Chronic EtOH consumption does not alter pulmonary CD8 T cell IFNγ production in response to PMA/ionomycin. 8 wk EtOH and water conditioned C57Bl/6 mice (5/group) were infected with influenza A virus. On day 8-post infection the lungs were removed and the ability of CD8⁺ T cells to produce IFNγ in response to PMA/ionomycin stimulation was determined by intracellular cytokine staining. (A) Representative plots showing the % of IFNγ⁺ cells of CD8⁺ gated cells. (B) Data are the mean % of IFNγ⁺ cells ± sem of CD8⁺ gated cells from the indicated groups of mice. One representative experiment of 2 (minimum of 4 mice/group, mice analyzed individually) is shown.

Figure 6

Chronic EtOH consumption increases the severity of the pulmonary lesions associated with influenza infections. On day 8 post influenza infection, 8 wk water-control C57Bl/6 mice (A,C) have localized multifocal consolidation (C, arrows) whereas ethanol mice (B,D) have more widespread and coalescing consolidation (D, *). Water mice had characteristic influenza lesions including necrotizing bronchiolitis (E) and moderate interstitial pneumonia (G). Ethanol mice had more pronounced inflammation including increased necrosis and numbers of inflammatory cells (F, arrow) and pulmonary edema (H, *). Sections were negative for bacterial involvement as modified gram stains were negative for bacteria (data not shown). 8 sections including 4 depths per lung were scored independently from 3 mice per group.

Figure 7

Chronic alcohol consumption increases neutrophil recruitment to the lungs.
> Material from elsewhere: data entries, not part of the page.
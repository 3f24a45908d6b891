pub mod allow_list;
pub mod book;
pub mod slug;

pub use allow_list::AllowList;
pub use book::{Book, Part, Subsection, MAX_SUBSECTIONS_PER_PART, PART_ID_BLOCK};
pub use slug::{book_slug_from_url, slug_from_url, slugify};
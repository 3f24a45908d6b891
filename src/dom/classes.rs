//! Token lists of the `class` attribute.

/// `existing` with each token of `add` appended unless already present
pub fn merge(existing: Option<&str>, add: &str) -> String {
    let mut tokens: Vec<&str> = existing.unwrap_or_default().split_whitespace().collect();
    for class in add.split_whitespace() {
        if !tokens.contains(&class) {
            tokens.push(class);
        }
    }
    tokens.join(" ")
}

/// Matching tokens in their original order; `None` when none remain
pub fn retain(existing: &str, mut keep: impl FnMut(&str) -> bool) -> Option<String> {
    let kept: Vec<&str> = existing.split_whitespace().filter(|c| keep(c)).collect();
    if kept.is_empty() {
        None
    } else {
        Some(kept.join(" "))
    }
}
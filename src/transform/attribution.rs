//! Attribution block appended after the rewritten content.

use ego_tree::NodeId;

use crate::config::AttributionConfig;
use crate::dom::Dom;

use super::PageContext;

pub const ATTRIBUTION_CLASS: &str = "attribution";

/// Appends `<hr>` and a paragraph linking the page, the book and the license
pub fn inject_attribution(
    dom: &mut Dom,
    scope: NodeId,
    page: &PageContext<'_>,
    attribution: &AttributionConfig,
) {
    let rule = dom.create_element("hr", &[]);
    dom.append(scope, rule);

    let block = dom.create_element("div", &[("class", ATTRIBUTION_CLASS)]);
    let paragraph = dom.create_element("p", &[]);
    dom.append(block, paragraph);

    push_text(dom, paragraph, "This section is adapted from ");
    push_link(dom, paragraph, page.url, page.title);
    push_text(dom, paragraph, " in ");
    push_link(dom, paragraph, &attribution.book_url, &attribution.book_title);
    push_text(dom, paragraph, ", licensed under ");
    push_link(dom, paragraph, &attribution.license_url, &attribution.license_name);
    push_text(dom, paragraph, ".");

    dom.append(scope, block);
}

fn push_text(dom: &mut Dom, parent: NodeId, text: &str) {
    let node = dom.create_text(text);
    dom.append(parent, node);
}

fn push_link(dom: &mut Dom, parent: NodeId, href: &str, label: &str) {
    let link = dom.create_element("a", &[("href", href)]);
    dom.set_text(link, label);
    dom.append(parent, link);
}

#[cfg(test)]
mod tests {
    use super::*;

    #[test]
    fn appends_separator_and_links() {
        let mut dom = Dom::parse_fragment("<p>body</p>");
        let root = dom.root();
        let page = PageContext {
            url: "https://openstax.org/books/physics/pages/1-1-intro",
            title: "1.1 Physics & Matter",
        };
        inject_attribution(&mut dom, root, &page, &AttributionConfig::default());
        assert_eq!(
            dom.to_html(),
            concat!(
                r#"<p>body</p><hr><div class="attribution"><p>This section is adapted from "#,
                r#"<a href="https://openstax.org/books/physics/pages/1-1-intro">1.1 Physics &amp; Matter</a> in "#,
                r#"<a href="https://openstax.org/subjects">OpenStax</a>, licensed under "#,
                r#"<a href="https://creativecommons.org/licenses/by/4.0/">CC BY 4.0</a>.</p></div>"#
            )
        );
    }
}
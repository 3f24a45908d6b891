//! Orchestration layer.
//!
//! ```text
//! api (admits a job through the governor)
//!     ↓
//! book_job::BookExporter (one textbook: discover, parse, fan out, assemble)
//!     ↓
//! workflow::SubsectionFlow (one subsection: fetch, transform)
//!     ↓
//! services / transform (stages with no shared resources)
//! ```
//!
//! Only this layer holds gate permits; only discovery touches the engine.

pub mod book_job;
pub mod governor;

pub use book_job::{BookExporter, ExportOutcome};
pub use governor::{ConcurrencyGovernor, JobPermit};
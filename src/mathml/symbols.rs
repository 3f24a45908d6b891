/// LaTeX for a single character that has no plain-text spelling
pub(super) fn symbol(c: char) -> Option<&'static str> {
    let latex = match c {
        // greek
        'α' => r"\alpha",
        'β' => r"\beta",
        'γ' => r"\gamma",
        'δ' => r"\delta",
        'ε' => r"\varepsilon",
        'ϵ' => r"\epsilon",
        'ζ' => r"\zeta",
        'η' => r"\eta",
        'θ' => r"\theta",
        'ϑ' => r"\vartheta",
        'ι' => r"\iota",
        'κ' => r"\kappa",
        'λ' => r"\lambda",
        '\u{03BC}' | '\u{00B5}' => r"\mu",
        'ν' => r"\nu",
        'ξ' => r"\xi",
        'π' => r"\pi",
        'ρ' => r"\rho",
        'σ' => r"\sigma",
        'ς' => r"\varsigma",
        'τ' => r"\tau",
        'υ' => r"\upsilon",
        '\u{03C6}' | '\u{03D5}' => r"\phi",
        'χ' => r"\chi",
        'ψ' => r"\psi",
        'ω' => r"\omega",
        'Γ' => r"\Gamma",
        'Δ' => r"\Delta",
        'Θ' => r"\Theta",
        'Λ' => r"\Lambda",
        'Ξ' => r"\Xi",
        'Π' => r"\Pi",
        'Σ' => r"\Sigma",
        'Υ' => r"\Upsilon",
        'Φ' => r"\Phi",
        'Ψ' => r"\Psi",
        '\u{03A9}' | '\u{2126}' => r"\Omega",
        // operators and relations
        '×' => r"\times",
        '÷' => r"\div",
        '·' | '⋅' => r"\cdot",
        '±' => r"\pm",
        '∓' => r"\mp",
        '−' => "-",
        '≤' => r"\leq",
        '≥' => r"\geq",
        '≠' => r"\neq",
        '≈' => r"\approx",
        '≡' => r"\equiv",
        '∝' => r"\propto",
        '∼' => r"\sim",
        '≪' => r"\ll",
        '≫' => r"\gg",
        '→' => r"\rightarrow",
        '←' => r"\leftarrow",
        '↔' => r"\leftrightarrow",
        '⇒' => r"\Rightarrow",
        '⇔' => r"\Leftrightarrow",
        '⇌' => r"\rightleftharpoons",
        '∞' => r"\infty",
        '∂' => r"\partial",
        '∇' => r"\nabla",
        '∑' => r"\sum",
        '∏' => r"\prod",
        '∫' => r"\int",
        '∬' => r"\iint",
        '∮' => r"\oint",
        '√' => r"\surd",
        '∈' => r"\in",
        '∉' => r"\notin",
        '⊂' => r"\subset",
        '⊆' => r"\subseteq",
        '∪' => r"\cup",
        '∩' => r"\cap",
        '∅' => r"\emptyset",
        '∀' => r"\forall",
        '∃' => r"\exists",
        '¬' => r"\neg",
        '∧' => r"\wedge",
        '∨' => r"\vee",
        '°' => r"^{\circ}",
        '′' => "'",
        '″' => "''",
        '…' => r"\ldots",
        '⋯' => r"\cdots",
        'ℏ' => r"\hbar",
        '⟨' | '〈' => r"\langle",
        '⟩' | '〉' => r"\rangle",
        '∥' => r"\parallel",
        '⊥' => r"\perp",
        '∠' => r"\angle",
        '△' => r"\triangle",
        // escapes
        '{' => r"\{",
        '}' => r"\}",
        '%' => r"\%",
        '#' => r"\#",
        '&' => r"\&",
        '$' => r"\$",
        '_' => r"\_",
        // spacing and invisible operators
        '\u{00A0}' => "~",
        '\u{2009}' | '\u{200A}' => r"\,",
        '\u{2061}' | '\u{2062}' | '\u{2063}' | '\u{2064}' | '\u{200B}' => "",
        _ => return None,
    };
    Some(latex)
}

/// Identifiers rendered as upright operator names
pub(super) const FUNCTIONS: &[&str] = &[
    "sin", "cos", "tan", "cot", "sec", "csc", "sinh", "cosh", "tanh", "coth", "arcsin",
    "arccos", "arctan", "log", "ln", "lg", "exp", "lim", "max", "min", "det", "sup", "inf",
    "gcd", "deg", "arg", "dim", "ker", "Pr",
];

/// Operators whose under/over scripts are limits
pub(super) fn is_large_operator(latex: &str) -> bool {
    matches!(
        latex,
        r"\sum" | r"\prod" | r"\int" | r"\iint" | r"\oint" | r"\lim" | r"\max" | r"\min"
    )
}

/// Accent command for an over-script character
pub(super) fn over_accent(script: &str) -> Option<&'static str> {
    let accent = match script.trim() {
        "¯" | "‾" | "―" | "-" | "−" | "_" => r"\overline",
        "^" | "ˆ" | "\u{0302}" => r"\hat",
        "→" | "\u{20D7}" | r"\rightarrow" => r"\vec",
        "~" | "˜" | "\u{0303}" => r"\tilde",
        "˙" | "." | "\u{0307}" => r"\dot",
        "¨" | "\u{0308}" => r"\ddot",
        _ => return None,
    };
    Some(accent)
}
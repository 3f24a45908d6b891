//! MathML to `[latex]` span replacement.

use ego_tree::NodeId;

use super::Selectors;
use crate::dom::Dom;
use crate::error::MathError;
use crate::mathml;

pub const LATEX_OPEN: &str = "[latex]";
pub const LATEX_CLOSE: &str = "[/latex]";

/// Replaces every attached `math` element with a span of delimited LaTeX.
///
/// Annotation children are dropped before conversion, so alternate encodings
/// never leak into the output. The first conversion failure aborts the pass.
pub fn convert_math(dom: &mut Dom, scope: NodeId, selectors: &Selectors) -> Result<(), MathError> {
    for id in dom.select(scope, &selectors.math) {
        if !dom.is_attached(id) {
            continue;
        }

        for annotation in dom.select(id, &selectors.annotation) {
            dom.detach(annotation);
        }
        let latex = mathml::to_latex(&dom.outer_html(id))?;

        let span = dom.create_element("span", &[]);
        dom.set_text(span, &format!("{LATEX_OPEN}{latex}{LATEX_CLOSE}"));
        dom.replace_with(id, span);
    }
    Ok(())
}

#[cfg(test)]
mod tests {
    use super::*;
    use crate::config::ContentSelectors;

    fn selectors() -> Selectors {
        Selectors::new(&ContentSelectors::default()).unwrap()
    }

    #[test]
    fn replaces_math_with_delimited_span() {
        let mut dom = Dom::parse_fragment(concat!(
            "<p>Speed is <math><semantics><mrow><mfrac><mi>d</mi><mi>t</mi></mfrac></mrow>",
            "<annotation encoding=\"application/x-tex\">\\frac{d}{t}</annotation></semantics></math>.</p>"
        ));
        let root = dom.root();
        convert_math(&mut dom, root, &selectors()).unwrap();
        assert_eq!(dom.to_html(), "<p>Speed is <span>[latex]\\frac{d}{t}[/latex]</span>.</p>");
    }

    #[test]
    fn annotation_text_is_not_duplicated() {
        let mut dom = Dom::parse_fragment(
            "<math><mi>x</mi><annotation-xml encoding=\"MathML-Content\"><ci>x</ci></annotation-xml></math>",
        );
        let root = dom.root();
        convert_math(&mut dom, root, &selectors()).unwrap();
        assert_eq!(dom.to_html(), "<span>[latex]x[/latex]</span>");
    }

    #[test]
    fn leaves_tree_without_math_unchanged() {
        let mut dom = Dom::parse_fragment("<p>a &lt; b</p>");
        let root = dom.root();
        convert_math(&mut dom, root, &selectors()).unwrap();
        assert_eq!(dom.to_html(), "<p>a &lt; b</p>");
    }
}
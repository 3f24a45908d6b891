//! HTTP request boundary.
//!
//! `GET /export?url=<toc-url>` runs one export job; `GET /health` answers `ok`.
//! A job that finds the job gate full is rejected at once with 429.

use std::future::Future;
use std::sync::Arc;

use axum::extract::{Query, State};
use axum::http::{header, StatusCode};
use axum::response::{IntoResponse, Response};
use axum::routing::get;
use axum::{Json, Router};
use serde::{Deserialize, Serialize};
use tokio::net::TcpListener;
use tracing::{error, info, warn};

use crate::orchestrator::{BookExporter, ExportOutcome};

#[derive(Clone)]
pub struct ApiState {
    exporter: Arc<BookExporter>,
    retry_after_secs: u64,
}

impl ApiState {
    pub fn new(exporter: Arc<BookExporter>, retry_after_secs: u64) -> Self {
        Self {
            exporter,
            retry_after_secs,
        }
    }
}

#[derive(Debug, Deserialize)]
pub struct ExportParams {
    pub url: Option<String>,
}

#[derive(Debug, Serialize, Deserialize, PartialEq, Eq)]
pub struct BookSummary {
    pub title: String,
    pub slug: String,
}

#[derive(Debug, Serialize, Deserialize)]
pub struct ExportResponse {
    pub book: BookSummary,
    pub parts: usize,
    pub subsections: usize,
    pub xml: String,
}

#[derive(Debug, Serialize, Deserialize, PartialEq, Eq)]
pub struct BusyResponse {
    pub queued: bool,
    pub message: String,
    pub retry_after_seconds: u64,
}

#[derive(Debug, Serialize, Deserialize, PartialEq, Eq)]
pub struct ErrorResponse {
    pub error: String,
}

impl From<ExportOutcome> for ExportResponse {
    fn from(outcome: ExportOutcome) -> Self {
        Self {
            parts: outcome.part_count(),
            subsections: outcome.subsection_count(),
            book: BookSummary {
                title: outcome.book.title,
                slug: outcome.book.slug,
            },
            xml: outcome.xml,
        }
    }
}

pub fn router(state: ApiState) -> Router {
    Router::new()
        .route("/export", get(export))
        .route("/health", get(health))
        .with_state(state)
}

/// Serves until `shutdown` resolves, then lets in-flight requests finish
pub async fn serve<F>(listener: TcpListener, state: ApiState, shutdown: F) -> std::io::Result<()>
where
    F: Future<Output = ()> + Send + 'static,
{
    if let Ok(addr) = listener.local_addr() {
        info!("🌐 listening on http://{}", addr);
    }
    axum::serve(listener, router(state))
        .with_graceful_shutdown(shutdown)
        .await
}

async fn health() -> &'static str {
    "ok"
}

async fn export(State(state): State<ApiState>, Query(params): Query<ExportParams>) -> Response {
    let Some(url) = params.url.filter(|u| !u.trim().is_empty()) else {
        return error_response(StatusCode::BAD_REQUEST, "missing url parameter");
    };

    let governor = state.exporter.governor();
    let Some(permit) = governor.try_admit_job() else {
        warn!(
            "rejecting export of {}: {}/{} jobs running",
            url,
            governor.jobs_in_use(),
            governor.job_capacity()
        );
        return busy_response(state.retry_after_secs);
    };

    // The job runs detached so a dropped connection does not cancel it
    let exporter = state.exporter.clone();
    let job = tokio::spawn(async move {
        let _permit = permit;
        exporter.export(&url).await
    });

    match job.await {
        Ok(Ok(outcome)) => (StatusCode::OK, Json(ExportResponse::from(outcome))).into_response(),
        Ok(Err(e)) => {
            error!("❌ export failed: {}", e);
            error_response(StatusCode::INTERNAL_SERVER_ERROR, "export failed")
        }
        Err(e) => {
            error!("❌ export task aborted: {}", e);
            error_response(StatusCode::INTERNAL_SERVER_ERROR, "export failed")
        }
    }
}

fn error_response(status: StatusCode, message: &str) -> Response {
    let body = ErrorResponse {
        error: message.to_string(),
    };
    (status, Json(body)).into_response()
}

fn busy_response(retry_after_secs: u64) -> Response {
    let body = BusyResponse {
        queued: false,
        message: "server is busy with other exports, retry later".to_string(),
        retry_after_seconds: retry_after_secs,
    };
    (
        StatusCode::TOO_MANY_REQUESTS,
        [(header::RETRY_AFTER, retry_after_secs.to_string())],
        Json(body),
    )
        .into_response()
}
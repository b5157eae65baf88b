//! Single image task status.

use super::{
    JobKindAdapter, RawArtifact, clamp_progress, parse_body, parse_job_error, parse_timestamp,
    path_segment, task_state,
};
use crate::error::StatusError;
use crate::types::{JobError, JobId, JobKind, JobState, StatusPayload};
use serde::Deserialize;
use serde_json::Value;

/// Adapter for `GET processing/status/{taskId}`
#[derive(Clone, Copy, Debug, Default)]
pub struct SingleTaskAdapter;

#[derive(Debug, Deserialize)]
#[serde(rename_all = "camelCase")]
struct RawTaskStatus {
    status: String,
    #[serde(default)]
    progress: Option<f64>,
    #[serde(default)]
    created_at: Option<Value>,
    #[serde(default)]
    completed_at: Option<Value>,
    #[serde(default)]
    result: Option<RawTaskResult>,
    #[serde(default)]
    error: Option<Value>,
}

/// Either a list of artifacts or one inline artifact
#[derive(Debug, Deserialize)]
#[serde(rename_all = "camelCase")]
struct RawTaskResult {
    #[serde(default)]
    artifacts: Vec<RawArtifact>,
    #[serde(flatten)]
    inline: RawArtifact,
}

impl JobKindAdapter for SingleTaskAdapter {
    fn kind(&self) -> JobKind {
        JobKind::SingleTask
    }

    fn status_path(&self, id: &JobId) -> String {
        format!("processing/status/{}", path_segment(id))
    }

    fn decode(&self, body: &[u8]) -> Result<StatusPayload, StatusError> {
        let raw: RawTaskStatus = parse_body(body)?;
        let status = raw.status.trim().to_ascii_lowercase();
        let state = task_state(&status).ok_or(StatusError::UnknownStatus(raw.status))?;

        let artifacts = match raw.result {
            Some(result) if !result.artifacts.is_empty() => result
                .artifacts
                .into_iter()
                .filter_map(RawArtifact::into_artifact)
                .collect(),
            Some(result) => result.inline.into_artifact().into_iter().collect(),
            None => Vec::new(),
        };

        let error = if state == JobState::Failed {
            parse_job_error(raw.error.as_ref(), &status)
                .or_else(|| Some(JobError::new(status.clone(), format!("task {}", status))))
        } else {
            None
        };

        Ok(StatusPayload {
            state,
            progress: clamp_progress(raw.progress),
            created_at: parse_timestamp(raw.created_at.as_ref()),
            completed_at: parse_timestamp(raw.completed_at.as_ref()),
            artifacts,
            error,
            batch: None,
        })
    }

    fn archive_path(&self, id: &JobId) -> Option<String> {
        Some(format!(
            "processing/result/{}/download?format=zip",
            path_segment(id)
        ))
    }
}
Lung, representative samples from 8-week water (A) and EtOH (B) conditioned C57Bl/6 mice eight days post influenza inoculation. Morphologically, the EtOH mice exhibited increased neutrophil (arrow) infiltration especially noted in a perivascular orientation with extension into alveolar air spaces (arrowhead) versus the typical mononuclear infiltration seen in water controls. (C) Quantification of neutrophils per high power field. Random foci in the lung were counted (60× hpf × 5), and the average neutrophils per high power field (hpf) tallied and the means for each group normalized to Day 5 water with a value of “1”. Water versus ethanol groups had significant differences in neutrophil infiltration (p<0.01, treatment effect, two way ANOVA) with significant posttest differences at Day 8 (p<0.05). 8 sections including 4 depths per lung were scored independently from 3 mice per group.